__What you should do__:
Read through the listing, and wherever a line holds the word "Copy", return it.

__Available data__:
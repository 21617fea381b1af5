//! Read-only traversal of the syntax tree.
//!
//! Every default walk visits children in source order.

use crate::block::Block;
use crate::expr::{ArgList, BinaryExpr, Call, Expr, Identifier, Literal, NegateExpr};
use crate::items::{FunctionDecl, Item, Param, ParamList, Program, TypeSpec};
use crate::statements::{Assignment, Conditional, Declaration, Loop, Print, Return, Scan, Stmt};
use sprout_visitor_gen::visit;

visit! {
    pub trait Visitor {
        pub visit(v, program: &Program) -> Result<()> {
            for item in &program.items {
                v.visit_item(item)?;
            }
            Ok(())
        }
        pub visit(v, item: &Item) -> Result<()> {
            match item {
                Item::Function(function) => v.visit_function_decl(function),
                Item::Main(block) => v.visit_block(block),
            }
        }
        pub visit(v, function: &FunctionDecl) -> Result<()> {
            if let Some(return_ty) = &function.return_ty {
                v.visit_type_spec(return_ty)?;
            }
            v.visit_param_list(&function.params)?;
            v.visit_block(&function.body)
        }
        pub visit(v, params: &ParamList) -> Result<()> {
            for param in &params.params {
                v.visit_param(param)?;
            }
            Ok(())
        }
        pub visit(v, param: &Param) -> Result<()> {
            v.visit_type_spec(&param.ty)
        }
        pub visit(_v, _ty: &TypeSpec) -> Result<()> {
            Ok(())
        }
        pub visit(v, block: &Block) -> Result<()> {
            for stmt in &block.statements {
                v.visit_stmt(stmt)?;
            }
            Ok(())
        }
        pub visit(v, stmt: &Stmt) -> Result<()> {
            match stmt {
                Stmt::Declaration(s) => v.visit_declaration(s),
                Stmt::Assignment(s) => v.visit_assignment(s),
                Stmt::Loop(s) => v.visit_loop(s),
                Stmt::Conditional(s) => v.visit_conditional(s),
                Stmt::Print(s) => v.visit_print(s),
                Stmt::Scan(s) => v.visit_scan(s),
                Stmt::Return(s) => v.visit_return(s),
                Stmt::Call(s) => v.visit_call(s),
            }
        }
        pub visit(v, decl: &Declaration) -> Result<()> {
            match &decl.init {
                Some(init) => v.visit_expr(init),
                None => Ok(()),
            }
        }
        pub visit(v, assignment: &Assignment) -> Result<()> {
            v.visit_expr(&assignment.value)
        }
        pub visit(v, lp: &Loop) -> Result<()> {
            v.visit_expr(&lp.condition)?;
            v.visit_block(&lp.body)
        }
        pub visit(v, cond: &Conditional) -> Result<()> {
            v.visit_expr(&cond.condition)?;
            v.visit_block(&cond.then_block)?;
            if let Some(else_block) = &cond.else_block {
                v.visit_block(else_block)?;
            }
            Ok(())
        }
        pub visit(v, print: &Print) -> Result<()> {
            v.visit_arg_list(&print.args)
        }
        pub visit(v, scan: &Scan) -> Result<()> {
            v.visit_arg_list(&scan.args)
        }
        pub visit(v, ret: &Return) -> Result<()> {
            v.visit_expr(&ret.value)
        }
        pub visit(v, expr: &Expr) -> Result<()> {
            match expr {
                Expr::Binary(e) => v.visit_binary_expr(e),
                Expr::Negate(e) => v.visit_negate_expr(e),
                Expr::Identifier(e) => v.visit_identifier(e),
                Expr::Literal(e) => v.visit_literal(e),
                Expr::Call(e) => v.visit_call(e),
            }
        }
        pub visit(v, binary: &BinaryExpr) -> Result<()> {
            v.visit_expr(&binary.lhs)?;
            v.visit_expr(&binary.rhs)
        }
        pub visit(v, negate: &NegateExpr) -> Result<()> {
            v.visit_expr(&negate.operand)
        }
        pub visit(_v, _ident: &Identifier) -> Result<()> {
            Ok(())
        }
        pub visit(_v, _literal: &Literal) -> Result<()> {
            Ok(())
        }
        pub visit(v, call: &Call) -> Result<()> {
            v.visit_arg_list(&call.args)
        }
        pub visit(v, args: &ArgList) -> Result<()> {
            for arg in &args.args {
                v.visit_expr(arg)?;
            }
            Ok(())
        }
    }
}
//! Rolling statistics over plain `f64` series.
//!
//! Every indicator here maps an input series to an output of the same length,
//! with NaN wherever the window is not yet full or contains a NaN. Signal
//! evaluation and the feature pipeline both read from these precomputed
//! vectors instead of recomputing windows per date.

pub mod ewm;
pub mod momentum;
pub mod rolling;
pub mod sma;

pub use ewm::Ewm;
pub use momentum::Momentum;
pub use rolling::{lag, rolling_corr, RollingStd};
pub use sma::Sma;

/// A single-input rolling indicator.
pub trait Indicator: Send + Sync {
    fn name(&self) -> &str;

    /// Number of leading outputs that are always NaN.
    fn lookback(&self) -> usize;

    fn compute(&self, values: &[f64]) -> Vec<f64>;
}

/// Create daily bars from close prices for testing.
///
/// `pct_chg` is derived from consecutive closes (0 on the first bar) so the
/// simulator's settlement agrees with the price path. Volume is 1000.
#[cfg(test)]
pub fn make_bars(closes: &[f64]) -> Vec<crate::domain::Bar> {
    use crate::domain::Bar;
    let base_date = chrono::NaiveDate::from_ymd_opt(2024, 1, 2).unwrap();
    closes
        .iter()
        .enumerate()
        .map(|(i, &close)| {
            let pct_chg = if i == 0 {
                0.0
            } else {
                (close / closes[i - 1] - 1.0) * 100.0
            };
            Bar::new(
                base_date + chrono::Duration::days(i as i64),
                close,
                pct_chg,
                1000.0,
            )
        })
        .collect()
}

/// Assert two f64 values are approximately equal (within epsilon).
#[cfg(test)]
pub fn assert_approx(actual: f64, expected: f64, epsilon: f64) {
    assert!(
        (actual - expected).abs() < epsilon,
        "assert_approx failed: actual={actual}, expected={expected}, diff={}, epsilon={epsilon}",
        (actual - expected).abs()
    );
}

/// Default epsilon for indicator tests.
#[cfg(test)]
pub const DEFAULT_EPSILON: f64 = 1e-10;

==

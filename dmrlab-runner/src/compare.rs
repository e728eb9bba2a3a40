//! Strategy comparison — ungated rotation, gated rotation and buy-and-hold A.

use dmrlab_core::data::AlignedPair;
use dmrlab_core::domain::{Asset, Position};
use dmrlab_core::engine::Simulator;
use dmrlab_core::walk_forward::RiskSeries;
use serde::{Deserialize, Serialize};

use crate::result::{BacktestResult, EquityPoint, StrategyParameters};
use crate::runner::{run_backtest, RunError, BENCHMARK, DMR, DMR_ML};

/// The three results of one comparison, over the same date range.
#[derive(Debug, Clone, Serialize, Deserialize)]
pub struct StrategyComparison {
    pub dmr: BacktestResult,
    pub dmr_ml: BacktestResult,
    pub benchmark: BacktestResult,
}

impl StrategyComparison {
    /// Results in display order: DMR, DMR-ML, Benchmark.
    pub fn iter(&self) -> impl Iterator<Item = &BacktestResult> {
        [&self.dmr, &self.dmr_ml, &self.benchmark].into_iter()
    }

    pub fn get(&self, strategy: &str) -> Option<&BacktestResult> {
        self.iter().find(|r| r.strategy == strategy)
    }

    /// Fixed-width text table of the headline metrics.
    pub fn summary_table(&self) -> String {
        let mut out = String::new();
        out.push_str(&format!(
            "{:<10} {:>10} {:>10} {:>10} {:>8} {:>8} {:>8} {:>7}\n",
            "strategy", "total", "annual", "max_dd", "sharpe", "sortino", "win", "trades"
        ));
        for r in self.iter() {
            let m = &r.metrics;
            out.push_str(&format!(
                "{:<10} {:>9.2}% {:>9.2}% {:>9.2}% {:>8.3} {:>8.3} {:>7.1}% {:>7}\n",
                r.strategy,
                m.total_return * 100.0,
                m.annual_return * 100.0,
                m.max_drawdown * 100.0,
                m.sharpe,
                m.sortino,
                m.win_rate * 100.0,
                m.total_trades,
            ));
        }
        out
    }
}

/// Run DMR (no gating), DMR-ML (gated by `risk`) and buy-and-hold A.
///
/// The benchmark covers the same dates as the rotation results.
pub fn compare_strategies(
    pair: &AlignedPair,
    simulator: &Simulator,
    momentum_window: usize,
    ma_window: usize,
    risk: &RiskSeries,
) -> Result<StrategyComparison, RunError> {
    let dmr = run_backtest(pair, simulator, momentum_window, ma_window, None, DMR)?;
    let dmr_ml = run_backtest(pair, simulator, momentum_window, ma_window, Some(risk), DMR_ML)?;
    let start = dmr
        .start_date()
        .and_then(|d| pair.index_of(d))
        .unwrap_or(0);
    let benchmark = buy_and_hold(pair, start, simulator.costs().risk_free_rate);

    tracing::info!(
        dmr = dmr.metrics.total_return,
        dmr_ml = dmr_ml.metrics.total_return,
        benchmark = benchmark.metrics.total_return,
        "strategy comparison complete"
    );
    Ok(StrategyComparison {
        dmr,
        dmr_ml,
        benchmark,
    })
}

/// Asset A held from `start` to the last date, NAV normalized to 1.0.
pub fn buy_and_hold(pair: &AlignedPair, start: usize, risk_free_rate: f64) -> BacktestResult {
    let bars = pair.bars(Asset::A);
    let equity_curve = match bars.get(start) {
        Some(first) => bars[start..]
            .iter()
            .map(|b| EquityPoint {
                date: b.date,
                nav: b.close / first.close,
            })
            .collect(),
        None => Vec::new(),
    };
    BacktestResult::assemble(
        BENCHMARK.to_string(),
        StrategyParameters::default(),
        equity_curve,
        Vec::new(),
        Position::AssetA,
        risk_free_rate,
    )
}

--

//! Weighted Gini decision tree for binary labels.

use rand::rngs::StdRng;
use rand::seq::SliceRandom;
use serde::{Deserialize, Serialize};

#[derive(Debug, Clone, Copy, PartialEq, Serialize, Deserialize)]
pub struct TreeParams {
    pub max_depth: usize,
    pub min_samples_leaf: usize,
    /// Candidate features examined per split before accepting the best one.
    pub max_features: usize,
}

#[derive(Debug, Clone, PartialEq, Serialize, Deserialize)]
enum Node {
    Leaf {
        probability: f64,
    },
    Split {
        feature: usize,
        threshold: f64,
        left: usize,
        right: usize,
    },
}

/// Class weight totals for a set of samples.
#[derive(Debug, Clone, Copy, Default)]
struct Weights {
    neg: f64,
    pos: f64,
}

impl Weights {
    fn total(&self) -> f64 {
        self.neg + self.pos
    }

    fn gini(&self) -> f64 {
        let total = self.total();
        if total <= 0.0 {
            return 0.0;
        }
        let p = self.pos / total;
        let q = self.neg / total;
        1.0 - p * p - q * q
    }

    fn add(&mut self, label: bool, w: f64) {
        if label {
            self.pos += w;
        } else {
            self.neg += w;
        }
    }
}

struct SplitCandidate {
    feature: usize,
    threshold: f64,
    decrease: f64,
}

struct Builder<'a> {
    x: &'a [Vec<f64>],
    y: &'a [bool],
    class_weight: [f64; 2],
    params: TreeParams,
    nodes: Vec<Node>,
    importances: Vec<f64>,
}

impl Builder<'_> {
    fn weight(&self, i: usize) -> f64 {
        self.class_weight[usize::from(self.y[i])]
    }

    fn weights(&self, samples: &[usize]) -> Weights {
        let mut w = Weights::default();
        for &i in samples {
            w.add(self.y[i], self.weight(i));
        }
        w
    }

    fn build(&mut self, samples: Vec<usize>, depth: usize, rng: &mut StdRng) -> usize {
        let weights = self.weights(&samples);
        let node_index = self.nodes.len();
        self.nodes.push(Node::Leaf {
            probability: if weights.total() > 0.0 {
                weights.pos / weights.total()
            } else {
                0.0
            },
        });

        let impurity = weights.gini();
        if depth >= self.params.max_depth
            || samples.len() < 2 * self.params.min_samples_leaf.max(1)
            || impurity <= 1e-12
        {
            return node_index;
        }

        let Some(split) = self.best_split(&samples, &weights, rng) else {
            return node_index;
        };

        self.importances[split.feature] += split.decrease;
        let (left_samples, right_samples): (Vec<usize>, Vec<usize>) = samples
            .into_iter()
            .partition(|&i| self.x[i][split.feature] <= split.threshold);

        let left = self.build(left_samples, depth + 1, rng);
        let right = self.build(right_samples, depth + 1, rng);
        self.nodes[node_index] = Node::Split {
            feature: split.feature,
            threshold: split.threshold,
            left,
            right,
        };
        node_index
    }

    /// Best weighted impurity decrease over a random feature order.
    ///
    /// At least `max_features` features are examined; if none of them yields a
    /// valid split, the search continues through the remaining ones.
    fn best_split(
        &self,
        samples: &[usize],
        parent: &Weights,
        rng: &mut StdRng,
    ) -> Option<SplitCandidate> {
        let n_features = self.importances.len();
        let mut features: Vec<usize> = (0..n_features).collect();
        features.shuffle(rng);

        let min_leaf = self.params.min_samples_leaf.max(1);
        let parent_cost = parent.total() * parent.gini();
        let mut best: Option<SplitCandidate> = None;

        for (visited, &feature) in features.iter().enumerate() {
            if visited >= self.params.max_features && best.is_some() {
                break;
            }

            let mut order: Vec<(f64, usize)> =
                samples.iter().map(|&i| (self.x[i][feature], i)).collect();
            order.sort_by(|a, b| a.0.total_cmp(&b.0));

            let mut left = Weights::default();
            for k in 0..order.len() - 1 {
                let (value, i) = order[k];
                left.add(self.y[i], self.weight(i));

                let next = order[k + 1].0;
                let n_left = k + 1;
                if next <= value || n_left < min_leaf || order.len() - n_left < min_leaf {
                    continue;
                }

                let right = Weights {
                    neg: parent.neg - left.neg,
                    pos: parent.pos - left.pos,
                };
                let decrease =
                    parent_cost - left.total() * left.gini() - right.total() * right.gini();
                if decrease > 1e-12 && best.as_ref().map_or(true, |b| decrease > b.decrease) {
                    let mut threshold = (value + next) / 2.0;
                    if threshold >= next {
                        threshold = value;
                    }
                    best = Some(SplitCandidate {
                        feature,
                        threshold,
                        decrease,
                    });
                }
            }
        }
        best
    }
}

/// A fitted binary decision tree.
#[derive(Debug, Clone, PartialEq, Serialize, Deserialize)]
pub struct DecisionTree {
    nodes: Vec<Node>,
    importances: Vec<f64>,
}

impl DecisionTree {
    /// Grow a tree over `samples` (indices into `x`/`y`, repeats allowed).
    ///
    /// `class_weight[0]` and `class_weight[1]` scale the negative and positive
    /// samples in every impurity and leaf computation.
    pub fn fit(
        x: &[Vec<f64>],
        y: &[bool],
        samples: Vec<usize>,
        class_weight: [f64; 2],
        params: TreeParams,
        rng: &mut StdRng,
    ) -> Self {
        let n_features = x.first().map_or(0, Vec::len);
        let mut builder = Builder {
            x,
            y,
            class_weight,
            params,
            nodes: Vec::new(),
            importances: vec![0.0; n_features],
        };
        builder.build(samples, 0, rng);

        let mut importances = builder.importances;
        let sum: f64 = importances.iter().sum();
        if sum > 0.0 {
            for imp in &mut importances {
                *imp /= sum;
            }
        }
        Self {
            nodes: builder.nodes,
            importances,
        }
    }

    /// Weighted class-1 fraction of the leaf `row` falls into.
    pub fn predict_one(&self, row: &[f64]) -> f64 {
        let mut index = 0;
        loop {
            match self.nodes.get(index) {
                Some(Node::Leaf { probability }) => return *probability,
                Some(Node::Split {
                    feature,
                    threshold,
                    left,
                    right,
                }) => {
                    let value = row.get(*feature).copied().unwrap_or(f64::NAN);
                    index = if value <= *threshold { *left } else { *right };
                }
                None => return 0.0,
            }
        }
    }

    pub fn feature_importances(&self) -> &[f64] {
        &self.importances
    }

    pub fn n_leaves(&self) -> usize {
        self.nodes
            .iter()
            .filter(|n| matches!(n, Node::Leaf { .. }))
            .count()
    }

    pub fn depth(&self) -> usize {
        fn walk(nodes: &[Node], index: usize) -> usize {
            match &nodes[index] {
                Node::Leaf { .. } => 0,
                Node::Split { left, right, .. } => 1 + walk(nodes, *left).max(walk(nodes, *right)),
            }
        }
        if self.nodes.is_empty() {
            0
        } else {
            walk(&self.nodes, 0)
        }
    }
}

__Reply__:
#[derive(Debug, Clone, Copy, PartialEq, Serialize, Deserialize)]
#[derive(Debug, Clone, Copy, Default)]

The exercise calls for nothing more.